Wikileaks founder Julian Assange, whose status as an unwanted guest at the Ecuadorian embassy in London has been growing ever more tenuous for months, could reportedly be booted at any time, according to reports in CNN and the Times of London.
Assange has hidden in the embassy since 2012, officially first on the grounds of since-dropped rape charges in Sweden and now on breach of bail conditions, but also on the likelihood US officials will demand his extradition on sealed espionage charges for leaking classified information the minute he leaves the building.
Sources told the Times that on Thursday, Ecuadorian President Lenín Moreno said while in Madrid that no one should remain in asylum "for too long" and that negotiations with the British government could have resulted in an agreement that he would not face the death penalty.
The Times of London writes individuals with knowledge of the situation believe Assange's stay will end very shortly, though it is not clear when:
One of Mr Assange's team yesterday said that the crisis had prompted contingency plans for him to leave in "hours, days or weeks". The assistant criticised Mr Moreno, calling on him to have "more spine".
... A source with detailed knowledge of the case said: "I expect [Assange] to lose his asylum status imminently. This means he will be expelled from the embassy. When this will happen is impossible to say."
Moreno views Assange's status as a problem granted to him by his predecessor, Rafael Correa and pressure for him to resolve it has been building for some time.
In March, the embassy cut off Assange's internet access, saying he had violated an agreement to not interfere with Ecuador's international affairs — possibly referring to his relentless (and insufferable) tweeting, attempts to secure the goodwill of Donald Trump Jr., support for Spain's Catalan independence movement and increasing alignment with a bevy of far-right fringe figures like European nationalists.

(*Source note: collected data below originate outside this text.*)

/// How a game instance should be constructed, given to
/// [`crate::methods::GameFactory::create`].
///
/// Mirrors `includes/surena/game.h`'s `game_init`/`GAME_INIT_SOURCE_TYPE`
/// tagged union. The C source's `standard.opts`/`legacy`/`state` each being
/// independently nullable collapses here into `Option<String>` per field
/// rather than a fourth variant, since Rust already has a "maybe absent"
/// type.
#[derive(Debug, Clone, PartialEq, Eq)]
pub enum GameInit {
    /// Default options, no legacy data, initial state.
    Default,
    /// Build from explicit options/legacy/initial-state strings. Any of
    /// the three may be omitted to fall back to its default.
    Standard {
        opts: Option<String>,
        legacy: Option<String>,
        state: Option<String>,
    },
    /// Rebuild from a previously-produced `serialize` buffer. Untrusted:
    /// implementations must validate it thoroughly rather than trust its
    /// shape (§9 Design Notes: "the data given... is UNTRUSTED").
    Serialized(Vec<u8>),
}

impl GameInit {
    pub fn standard(opts: impl Into<Option<String>>) -> Self {
        GameInit::Standard {
            opts: opts.into(),
            legacy: None,
            state: None,
        }
    }
}

impl Default for GameInit {
    fn default() -> Self {
        GameInit::Default
    }
}
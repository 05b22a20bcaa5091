/// Upper bounds a host can use to size its own buffers before calling into
/// a created game, reported once after `create` succeeds (`options_str` is
/// valid even earlier, before creation, per the original's comment).
///
/// Mirrors `includes/surena/game.h`'s `buf_sizer`. Byte-size fields stay
/// `usize` here (no zero-terminator to budget for — Rust strings are never
/// NUL-terminated); count fields keep the original's explicit widths since
/// they round-trip over [`ludus_core::layout`] on the wire.
#[derive(Debug, Clone, Copy, PartialEq, Eq, Default)]
pub struct GameSizer {
    pub options_str: usize,
    pub serialization_size: usize,
    pub state_str: usize,
    pub player_count: u8,
    pub max_players_to_move: u8,
    pub max_moves: u32,
    pub max_actions: u32,
    pub max_results: u8,
    pub legacy_str: usize,
    pub move_str: usize,
    pub print_str: usize,
}
use std::fmt;

/// A player seat. Valid game-assigned seats are `1..=player_count`;
/// [`PLAYER_NONE`] and [`PLAYER_RAND`] are reserved sentinels, matching
/// `includes/surena/game.h`'s `player_id` (`PLAYER_NONE`/`PLAYER_RAND`).
pub type PlayerId = u8;

/// No player / not applicable.
pub const PLAYER_NONE: PlayerId = 0x00;

/// The move is decided by chance rather than any seated player.
pub const PLAYER_RAND: PlayerId = 0xFF;

/// A concrete move, an action (a set of moves), or `MOVE_NONE`. The game
/// method alone knows how to interpret a given code; see
/// `GameMethods::move_to_action` for the concrete/action relationship.
pub type MoveCode = u64;

/// No move / invalid move, returned e.g. by a failed `get_move_code` parse.
pub const MOVE_NONE: MoveCode = u64::MAX;

/// `SEED_NONE`: wherever an rng seed parameter is used, this value means
/// "do not use randomness".
pub const SEED_NONE: u64 = 0;

/// The probability `[0, 1]` of one entry in `get_concrete_move_probabilities`.
#[derive(Debug, Clone, Copy, PartialEq)]
pub struct MoveProbability {
    pub mov: MoveCode,
    pub probability: f32,
}

/// One player's accumulated score, from `get_scores`.
#[derive(Debug, Clone, Copy, PartialEq)]
pub struct ScoreEntry {
    pub player: PlayerId,
    pub score: i32,
}

impl fmt::Display for MoveProbability {
    fn fmt(&self, f: &mut fmt::Formatter<'_>) -> fmt::Result {
        write!(f, "{}@{:.3}", self.mov, self.probability)
    }
}
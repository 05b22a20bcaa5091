//! The game plugin contract: what it means to *be* a two-or-more-player
//! game a host can construct, drive, clone, compare, and serialize without
//! knowing its concrete rules.

pub mod features;
pub mod ids;
pub mod init;
pub mod manifest;
pub mod methods;
pub mod sizer;
pub mod sync;

#[cfg(any(test, feature = "test-helpers"))]
pub mod testkit;

pub use features::GameFeatureFlags;
pub use ids::{MoveCode, MoveProbability, PlayerId, ScoreEntry, MOVE_NONE, PLAYER_NONE, PLAYER_RAND, SEED_NONE};
pub use init::GameInit;
pub use manifest::{GameManifest, GAME_API_VERSION};
pub use methods::{GameFactory, GameMethods};
pub use sizer::GameSizer;
pub use sync::SyncSegment;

Later, Moreno confirmed that Assange could stay if he became less of a headache, though it seems that the situation has continued to deteriorate. Reports have indicated the Ecuadorean government has spent millions on Assange's security, including monitoring his guests.
As CNN noted, indictments filed by special counsel Robert Mueller make it clear that the US government believes Wikileaks was used as a front for Russian intelligence operatives to leak hacked emails about Democrats during the 2016 election as part of a larger alleged propaganda and misinformation campaign. The documents also hint that the US has evidence Assange colluded with his sources to time the releases to do maximum damage to the Democratic ticket.
While it is unknown whether Mueller has filed sealed indictments in that matter, what has been clear for some time is that authorities are likely planning to prosecute him for posting thousands of classified military documents that exposed US war crimes in 2010 given to him by Chelsea Manning.
It's pretty screwed up Assange might ultimately go down for exposing massacres of civilians and other atrocities, but it also speaks to how bad the US intelligence community wants to nail him.
Jennifer Robinson, a member of Assange's legal team, told CNN that Wikileaks continues to deny any knowledge Russian state sources were passing them on the emails.
"For us protecting him from US extradition is absolutely paramount and the most important and fundamental principle that must be respected", Robinson told CNN. "There should never be a situation where a publisher is sent to the US to face prosecution for that activity, so we will, if forced, fight his extradition in the British Courts".
As CNN noted, British officials are also wary of the situation, with Foreign Office Minister Alan Duncan stating that their "first priority" is to safeguard Assange's health, "which we think is deteriorating". According to the Times of London, Assange's doctor Sondra Crosby has expressed doubts about the Wikileaks chief's ability to weather an ongoing heat wave.
Downing Street confirmed to CNN that diplomatic discussions to guarantee Assange's safety were "ongoing", though ultimately what kind of concessions he could receive or how British officials define safety remains unclear.
For example, confirmation that he would not receive the death penalty or be tortured may not count for much if neither of those things were likely to happen to him if extradited to the US Further complicating discussions is Assange's Ecuadorean citizenship, which he was originally granted in a fruitless attempt to allow him to leave the embassy unimpeded.
It's possible that rumours of Assange's imminent exit are part of a pressure campaign by various parties with an interest in determining what happens to him after he is forced to leave the embassy. That said, it is also possible Assange could be kicked out at any time, with or without any deal in place.